- Tuesday, May 01, 2012
For passels of days, I can feel exactly the same. Not happier than yesterday. Not more sad than I will be tomorrow. I just am. It’s like healing stopped by for a visit but moved along before finishing its work in me. And it scares me to think I am as healed as I’m going to get. It scares me to think that I might carry around with me the same burdens for the rest of my life.
For instance, last night. I looked in the mirror and didn’t like what I saw. And it occurred to me that there is no one who cares what I look like. Now, don’t email me. I know I’m not supposed to care about my appearance and that God looks at the heart, et cetera, et cetera. I get all that. But I’m a girl. And I care. But I’m the only one who will, who does. Maybe that’s why, subconsciously, I’ve let myself go a bit. Because who cares really? I used to care too much, and now, perhaps, I don’t care enough. This all falls under the umbrella of my Texas-sized insecurity.
Which led me to this morning’s vintage revelation. I have never truly been pursued by a man. Which means I have never truly been known by a man. Which means I have never truly been loved by a man. Dang.
(Remind again me why I write stuff like this, why I say stuff like this out loud. … I write stuff like this because I know I’m not the only woman who has ever felt this way. And I know I’m not the only woman who feels this way right now. One of you reading this feels this same exact way, I’m just sure of it. And I don’t want you to feel alone.)
So what do we do with this?
Well, I start by acknowledging that it is my truth today. It’s a longing, it’s a deficit, and realistically, it just may remain unfulfilled for the long haul, married or not. So, it’s my actuality, it’s my reality, and it’s probably not going anywhere for a while, or, truly, ever.
Then, on days when I’m not a total train wreck, I take it to Jesus instead of 10 million other substitutionary devices that fill for a second and then drain me right back out again. This morning, I did take it to Jesus.
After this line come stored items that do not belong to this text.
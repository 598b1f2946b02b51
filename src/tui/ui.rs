//! UI rendering for the TUI.

use ratatui::{
    layout::{Alignment, Constraint, Direction, Layout, Rect},
    style::{Color, Modifier, Style},
    text::{Line, Span},
    widgets::{Block, Borders, Gauge, Paragraph},
    Frame,
};

use crate::focus::{format_minutes_label, Phase};
use crate::tui::app::App;

/// Render the application UI.
pub fn render(frame: &mut Frame<'_>, app: &App) {
    // Create layout: durations, session, progress, status bar
    let chunks = Layout::default()
        .direction(Direction::Vertical)
        .constraints([
            Constraint::Length(3), // Durations
            Constraint::Length(4), // Session
            Constraint::Length(3), // Progress
            Constraint::Min(0),
            Constraint::Length(1), // Status bar
        ])
        .split(frame.area());

    render_durations(frame, app, chunks[0]);
    render_session(frame, app, chunks[1]);
    render_progress(frame, app, chunks[2]);
    render_status_bar(frame, app, chunks[4]);
}

fn phase_color(phase: Phase) -> Color {
    match phase {
        Phase::Idle => Color::DarkGray,
        Phase::Focusing => Color::Cyan,
        Phase::OnBreak => Color::Green,
    }
}

/// Render the duration controls.
fn render_durations(frame: &mut Frame<'_>, app: &App, area: Rect) {
    let durations = app.engine.durations();
    let locked = app.state().running;
    let value_style = if locked {
        Style::default().fg(Color::DarkGray)
    } else {
        Style::default().add_modifier(Modifier::BOLD)
    };

    let line = Line::from(vec![
        Span::raw(" Focus Duration: "),
        Span::styled(format_minutes_label(durations.focus_minutes()), value_style),
        Span::raw("    Break Duration: "),
        Span::styled(format_minutes_label(durations.break_minutes()), value_style),
    ]);

    let header = Paragraph::new(line).block(
        Block::default()
            .borders(Borders::ALL)
            .border_style(Style::default().fg(Color::White)),
    );

    frame.render_widget(header, area);
}

/// Render the session title and remaining time.
fn render_session(frame: &mut Frame<'_>, app: &App, area: Rect) {
    let state = app.state();
    let color = phase_color(state.phase);

    let lines = match (app.engine.display_title(), app.engine.display_remaining()) {
        (Some(title), Some(remaining)) => vec![
            Line::from(Span::styled(
                title,
                Style::default().fg(color).add_modifier(Modifier::BOLD),
            )),
            Line::from(remaining),
        ],
        _ => vec![Line::from(Span::styled(
            "No active session",
            Style::default().fg(color),
        ))],
    };

    let session = Paragraph::new(lines)
        .alignment(Alignment::Center)
        .block(
            Block::default()
                .borders(Borders::ALL)
                .border_style(Style::default().fg(color)),
        );

    frame.render_widget(session, area);
}

/// Render the progress bar for the current phase.
fn render_progress(frame: &mut Frame<'_>, app: &App, area: Rect) {
    let state = app.state();
    if !state.is_active() {
        return;
    }

    let ratio = (state.progress_percent / 100.0).clamp(0.0, 1.0);
    let gauge = Gauge::default()
        .block(Block::default().borders(Borders::ALL))
        .gauge_style(Style::default().fg(phase_color(state.phase)))
        .ratio(ratio)
        .label(format!(
            "{:.0}%  ({} phase{} done)",
            state.progress_percent,
            app.phases_completed(),
            if app.phases_completed() == 1 { "" } else { "s" }
        ));

    frame.render_widget(gauge, area);
}

/// Render the status bar.
fn render_status_bar(frame: &mut Frame<'_>, app: &App, area: Rect) {
    let status_text = app
        .status
        .as_deref()
        .unwrap_or("space:start | x:stop | +/-:focus | ]/[:break | ?:help | q:quit");

    let status = Paragraph::new(status_text).style(Style::default().fg(Color::DarkGray));

    frame.render_widget(status, area);
}

#[cfg(test)]
mod tests {
    use super::*;
    use crate::focus::Durations;
    use ratatui::{backend::TestBackend, Terminal};

    fn draw(app: &App) -> String {
        let backend = TestBackend::new(60, 14);
        let mut terminal = Terminal::new(backend).unwrap();
        terminal.draw(|frame| render(frame, app)).unwrap();

        let buffer = terminal.backend().buffer();
        let mut text = String::new();
        for y in 0..buffer.area.height {
            for x in 0..buffer.area.width {
                text.push_str(buffer[(x, y)].symbol());
            }
            text.push('\n');
        }
        text
    }

    #[test]
    fn test_render_idle() {
        let app = App::new(Durations::default());
        let screen = draw(&app);
        assert!(screen.contains("Focus Duration: 25:00"));
        assert!(screen.contains("Break Duration: 05:00"));
        assert!(screen.contains("No active session"));
    }

    #[test]
    fn test_render_running() {
        let mut app = App::new(Durations::default());
        app.start(std::time::Instant::now());
        let screen = draw(&app);
        assert!(screen.contains("Focusing for 25 minutes"));
        assert!(screen.contains("25:00 remaining"));
        assert!(screen.contains("0%"));
    }
}
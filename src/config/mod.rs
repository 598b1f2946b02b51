//! Configuration management for pomo.
//!
//! This module handles loading and saving configuration from `~/.pomo/`.

mod paths;
mod settings;

pub use paths::Paths;
pub use settings::{ColorSetting, Config, GeneralConfig, NotificationConfig, TimerConfig};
Here’s what I said to him ... What a cavernous wound that I can’t seem to get over. When will I learn to come to you; I mean really come to you? I am asking you, again, Jesus Christ, to fill my emptiness, to heal me and make me whole, again and again, to teach me to fully rely on you alone. I want to know you as my husband, my best friend, my one true love. Please do this in my heart and life. Please fix me and fill me.
I have asked him for this before. I will ask him for all this again. Maybe next week or so. Maybe in five minutes. Probably for the rest of my life.
So do I think he’s not answering me? Or do I think I just keep banging my head against a wall? Or, maybe it’s not either of these necessarily.
He already promises that he’s in me, that I have everything I need, that I am precious to him, that he pursued me before I knew him, that he’s especially close to those of us who are heart-broken, that he is my peace, my joy, that my Maker is my husband. So, he’s answered once and for all, and he does answer again and again.
And I know all of these things and I believe all of these things and I have experienced all of these things. But I’m human, I’m frail, I’m just a little girl (as a friend refers to herself during her vulnerable moments, even though she’s in her 50s). And I forget. I forget every single day what I’ve learned the day before.
And, let’s face it … this is a pretty big and painful thing to sit with and carry, a heavy thing to know about yourself. How does one get to be 41 without being loved? So, yes, it’s going to hurt and sting and make me walk slower on the days when it hits me again as if for the first time.